THE PROBLEM. Return every line in the entries below where the word "square" shows up.

MATERIAL SHOWN.
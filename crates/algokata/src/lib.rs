//! # algokata — classic algorithmic routines for Rust
//!
//! A catalog of small, self-contained algorithmic building blocks: numeric
//! and geometric predicates, numeral conversion, string and sequence
//! manipulation, square-matrix transforms, and digit-permutation utilities.
//!
//! Every routine is a pure function over its arguments, with no shared state
//! and no I/O. The routines that mutate their input (`sort_ascending`,
//! `rotate_clockwise`) say so through an exclusive `&mut` borrow and operate
//! strictly in place.
//!
//! ## Quick Start
//!
//! ```rust
//! use algokata::prelude::*;
//!
//! // Predicates
//! assert!(is_positive(0));
//! assert!(is_isosceles_triangle(2, 3, 2));
//! assert!(can_queen_capture_king(Position::new(1, 1), Position::new(5, 5)));
//! assert!(is_palindrome("abcba"));
//! assert!(contains_digit(123450, 0));
//!
//! // Selection
//! assert_eq!(max_of_three(-5, 0, 5), 5);
//! assert_eq!(index_of("qwerty", 't'), 4);
//! assert_eq!(balance_index(&[1, 2, 5, 3, 0]), 2);
//!
//! // Conversion
//! assert_eq!(to_roman_numerals(26), "XXVI");
//! assert_eq!(spell_out_number("-10"), "minus one zero");
//! ```
//!
//! ## Matrix transforms
//!
//! The spiral generator allocates a fresh matrix; the rotation works in
//! place with no second allocation, which matters for large inputs:
//!
//! ```rust
//! use algokata::prelude::*;
//!
//! let spiral = spiral_matrix(3);
//! assert_eq!(spiral, vec![vec![1, 2, 3], vec![8, 9, 4], vec![7, 6, 5]]);
//!
//! let mut m = vec![vec![1, 2, 3], vec![4, 5, 6], vec![7, 8, 9]];
//! rotate_clockwise(&mut m);
//! assert_eq!(m, vec![vec![7, 4, 1], vec![8, 5, 2], vec![9, 6, 3]]);
//! ```
//!
//! ## Sequence transforms
//!
//! `shuffle_chars` detects the shuffle's cycle period, so astronomically
//! large iteration counts finish in a handful of steps:
//!
//! ```rust
//! use algokata::prelude::*;
//!
//! let mut xs = vec![-2, 9, 5, -3];
//! sort_ascending(&mut xs);
//! assert_eq!(xs, vec![-3, -2, 5, 9]);
//!
//! assert_eq!(shuffle_chars("012345", 1), "024135");
//! assert_eq!(shuffle_chars("012345", 1_000_000_000_000), "012345");
//!
//! assert_eq!(next_bigger_number(12345), 12354);
//! assert_eq!(next_bigger_number(54321), 54321); // already maximal
//! ```
//!
//! ## Input contracts
//!
//! The routines assume well-formed input within their documented domains and
//! perform no runtime validation; out-of-domain input produces a typed but
//! unspecified result rather than an error value. The per-function docs state
//! each domain (for example `to_roman_numerals` supports 1..=39, and
//! `rotate_clockwise` expects a square matrix).
//!
//! ## Minimal Usage (no_std / Embedded)
//!
//! The crate supports `no_std` environments; only `alloc` is required (for
//! the `String`/`Vec` producing routines). Disable default features to remove
//! the standard library dependency:
//!
//! ```toml
//! [dependencies]
//! algokata = { version = "0.1", default-features = false }
//! ```

#![cfg_attr(not(feature = "std"), no_std)]

#[cfg(not(feature = "std"))]
#[macro_use]
extern crate alloc;

// Layer 1: Primitives - value shapes and constant lookup tables.
pub mod primitives;

// Layer 2: Predicates - boolean checks over numbers, strings, and board positions.
pub mod predicates;

// Layer 3: Selection - picking elements and indices out of inputs.
pub mod selection;

// Layer 4: Conversion - numeral and digit-to-word conversion.
pub mod conversion;

// Layer 5: Matrix - square-matrix construction and in-place transforms.
pub mod matrix;

// Layer 6: Sequence - order-changing transforms over sequences and strings.
pub mod sequence;

// Standard algokata prelude.
pub mod prelude {
    pub use crate::conversion::roman::to_roman_numerals;
    pub use crate::conversion::spelling::spell_out_number;
    pub use crate::matrix::rotation::rotate_clockwise;
    pub use crate::matrix::spiral::spiral_matrix;
    pub use crate::predicates::chess::can_queen_capture_king;
    pub use crate::predicates::digits::contains_digit;
    pub use crate::predicates::palindrome::is_palindrome;
    pub use crate::predicates::sign::is_positive;
    pub use crate::predicates::triangle::is_isosceles_triangle;
    pub use crate::primitives::position::Position;
    pub use crate::selection::extrema::max_of_three;
    pub use crate::selection::search::{balance_index, index_of};
    pub use crate::sequence::permutation::next_bigger_number;
    pub use crate::sequence::shuffle::shuffle_chars;
    pub use crate::sequence::sorting::sort_ascending;
}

RESPONSE AREA.
//! manipulation, square-matrix transforms, and digit-permutation utilities.
//! `rotate_clockwise` expects a square matrix).
// Layer 5: Matrix - square-matrix construction and in-place transforms.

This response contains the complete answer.